Dosis ekstra ini diberikan kepada orang-orang dengan sistem kekebalan yang sedang atau sangat lemah untuk meningkatkan respons mereka terhadap serangkaian vaksin awal.

Apa perbedaan antara dosis booster dan dosis tambahan?

Dosis booster COVID-19 diberikan ketika seseorang menyelesaikan serangkaian vaksinasi mereka, dan perlindungan terhadap virus berkurang seiring waktu. Tergantung pada seri asli yang Anda miliki, beberapa detail akan bervariasi. Harap tinjau informasi kelayakan pendukung di atas dan bicarakan dengan penyedia layanan kesehatan Anda jika Anda tidak yakin apakah Anda memenuhi pedoman ini. Harap dicatat bahwa jika Anda menerima dosis Moderna Booster, Anda akan menerima setengah dari dosis awal Moderna.

Dosis ekstra diberikan kepada orang-orang dengan sistem kekebalan sedang hingga sangat lemah. Dosis tambahan ini dimaksudkan untuk meningkatkan respons orang-orang yang mengalami gangguan kekebalan terhadap rangkaian vaksin awal. Tergantung pada seri asli yang disajikan, beberapa detail akan bervariasi. Harap tinjau informasi kelayakan untuk dosis tambahan dan bicarakan dengan penyedia layanan kesehatan Anda jika Anda tidak yakin apakah Anda memenuhi pedoman ini.

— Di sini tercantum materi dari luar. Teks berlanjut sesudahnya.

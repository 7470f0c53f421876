//! Core conversation domain model.

use serde::{Deserialize, Serialize};

/// One logical dialogue between the operator and the agent.
///
/// A conversation is created by the CRUD controller and destroyed only by
/// explicit removal from the runner registry, never implicitly. Exactly one
/// conversation is foregrounded at a time in a UI session.
#[derive(Debug, Clone, PartialEq, Serialize, Deserialize)]
pub struct Conversation {
    /// Stable identifier, generated on creation.
    pub id: String,
    /// Mutable display name, shown in the history panel.
    pub title: String,
    /// Creation timestamp (ISO 8601 format).
    pub created_at: String,
}

impl Conversation {
    /// Creates a new conversation with a default title.
    pub fn new(id: impl Into<String>) -> Self {
        Self {
            id: id.into(),
            title: "New conversation".to_string(),
            created_at: chrono::Utc::now().to_rfc3339(),
        }
    }
}

/// Usage metrics accumulated over a conversation's agent turns.
#[derive(Debug, Clone, Default, PartialEq, Serialize, Deserialize)]
pub struct ConversationMetrics {
    pub input_tokens: u64,
    pub output_tokens: u64,
    /// Context window of the most recent request, in tokens.
    pub context_window: u64,
    pub accumulated_cost: f64,
}

impl ConversationMetrics {
    /// Folds another metrics delta into this one.
    ///
    /// Token counts and cost add up; the context window is a capacity, so
    /// the most recent non-zero value wins.
    pub fn accumulate(&mut self, delta: &ConversationMetrics) {
        self.input_tokens += delta.input_tokens;
        self.output_tokens += delta.output_tokens;
        self.accumulated_cost += delta.accumulated_cost;
        if delta.context_window > 0 {
            self.context_window = delta.context_window;
        }
    }
}

/// Terminal status of one runner turn.
///
/// A cooperative pause is not terminal: the suspended turn resumes where
/// it parked and still ends in one of these.
#[derive(Debug, Clone, PartialEq, Serialize, Deserialize)]
#[serde(tag = "status", rename_all = "snake_case")]
pub enum RunStatus {
    /// The turn finished normally.
    Ok,
    /// The turn failed; the conversation stays selectable but cannot
    /// re-enter a running state until the operator starts a new turn.
    Error { message: String },
}

#[cfg(test)]
mod tests {
    use super::*;

    #[test]
    fn metrics_accumulate_adds_counters_and_keeps_latest_window() {
        let mut metrics = ConversationMetrics {
            input_tokens: 100,
            output_tokens: 50,
            context_window: 8192,
            accumulated_cost: 0.01,
        };

        metrics.accumulate(&ConversationMetrics {
            input_tokens: 20,
            output_tokens: 5,
            context_window: 0,
            accumulated_cost: 0.002,
        });

        assert_eq!(metrics.input_tokens, 120);
        assert_eq!(metrics.output_tokens, 55);
        assert_eq!(metrics.context_window, 8192);
        assert!((metrics.accumulated_cost - 0.012).abs() < 1e-9);
    }

    #[test]
    fn conversation_gets_default_title() {
        let conversation = Conversation::new("conv-1");
        assert_eq!(conversation.id, "conv-1");
        assert_eq!(conversation.title, "New conversation");
    }
}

Baca Juga  Alasan Mengapa Anda Merasa Mengantuk Setelah Berolahraga di Pagi Hari

Haruskah booster COVID-19 atau dosis ekstra berasal dari merek yang sama yang Anda dapatkan sebelumnya?

Tidak, Anda dapat mencampur dan mencocokkan merek. Badan Pengawas Obat dan Makanan AS (FDA) telah menyetujui tiga penguat vaksin — Pfizer-BioNTech, Moderna dan Janssen-Johnson & Johnson — dan telah menetapkan bahwa aman untuk mendapatkan vaksin penguat COVID-19 atau dosis tambahan dari merek yang berbeda dari dosis atau dosis awal Anda.

Hanya vaksin dan booster Pfizer-BioNTech yang diperbolehkan untuk anak-anak dan remaja berusia antara 12 dan 17 tahun.